**About this task:**
After locating the line containing "(controller, sink)", transcribe that line and all following lines exactly, stopping only at the end of the records.

[Saved entries]
>>>
use std::sync::mpsc::{self, Receiver, Sender};
use std::sync::{Arc, Mutex};

use image::{Rgba, RgbaImage};

use super::SessionController;
use crate::config::AnnotatorConfig;
use crate::editor::Viewport;
use crate::export::{encode_png_data_url, GlyphSource};
use crate::overlay::HeadlessHost;
use crate::storage::{
    AnnotationSink, DeliveryReceipt, SavePayload, StorageError, StorageResult,
};

#[derive(Debug, Default)]
pub(crate) struct MemorySink {
    payloads: Mutex<Vec<SavePayload>>,
}

impl MemorySink {
    pub(crate) fn new() -> Self {
        Self::default()
    }

    pub(crate) fn payloads(&self) -> Vec<SavePayload> {
        self.payloads
            .lock()
            .map(|payloads| payloads.clone())
            .unwrap_or_default()
    }
}

impl AnnotationSink for MemorySink {
    fn deliver(&self, payload: &SavePayload) -> StorageResult<DeliveryReceipt> {
        self.payloads
            .lock()
            .expect("sink lock should not be poisoned")
            .push(payload.clone());
        Ok(DeliveryReceipt::default())
    }
}

/// Holds every delivery until the paired sender releases it or is dropped.
#[derive(Debug)]
pub(crate) struct GatedSink {
    gate: Mutex<Receiver<()>>,
    inner: MemorySink,
}

impl GatedSink {
    pub(crate) fn new() -> (Self, Sender<()>) {
        let (release, gate) = mpsc::channel();
        let sink = Self {
            gate: Mutex::new(gate),
            inner: MemorySink::new(),
        };
        (sink, release)
    }

    pub(crate) fn payloads(&self) -> Vec<SavePayload> {
        self.inner.payloads()
    }
}

impl AnnotationSink for GatedSink {
    fn deliver(&self, payload: &SavePayload) -> StorageResult<DeliveryReceipt> {
        let _ = self
            .gate
            .lock()
            .expect("gate lock should not be poisoned")
            .recv();
        self.inner.deliver(payload)
    }
}

#[derive(Debug)]
pub(crate) struct FailingSink;

impl AnnotationSink for FailingSink {
    fn deliver(&self, _payload: &SavePayload) -> StorageResult<DeliveryReceipt> {
        Err(StorageError::Io(std::io::Error::new(
            std::io::ErrorKind::PermissionDenied,
            "downloads blocked",
        )))
    }
}

pub(crate) fn screenshot_url(width: u32, height: u32) -> String {
    let image = RgbaImage::from_pixel(width, height, Rgba([255, 255, 255, 255]));
    encode_png_data_url(&image).expect("fixture screenshot should encode")
}

pub(crate) fn controller<S: AnnotationSink + 'static>(
    sink: S,
) -> (SessionController<HeadlessHost>, Arc<S>) {
    controller_with_host(HeadlessHost::new(Viewport::new(1920, 1080)), sink)
}

pub(crate) fn controller_with_host<S: AnnotationSink + 'static>(
    host: HeadlessHost,
    sink: S,
) -> (SessionController<HeadlessHost>, Arc<S>) {
    let sink = Arc::new(sink);
    let controller = SessionController::new(
        host,
        Arc::clone(&sink) as Arc<dyn AnnotationSink>,
        AnnotatorConfig::default(),
        GlyphSource::none(),
    );
    (controller, sink)
}

pub(crate) fn object_count(controller: &SessionController<HeadlessHost>) -> usize {
    controller
        .state()
        .canvas
        .as_ref()
        .map_or(0, |canvas| canvas.len())
}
<<<
**Response to the exercise:**
    (controller, sink)
}

pub(crate) fn object_count(controller: &SessionController<HeadlessHost>) -> usize {
    controller
        .state()
        .canvas
        .as_ref()
        .map_or(0, |canvas| canvas.len())
}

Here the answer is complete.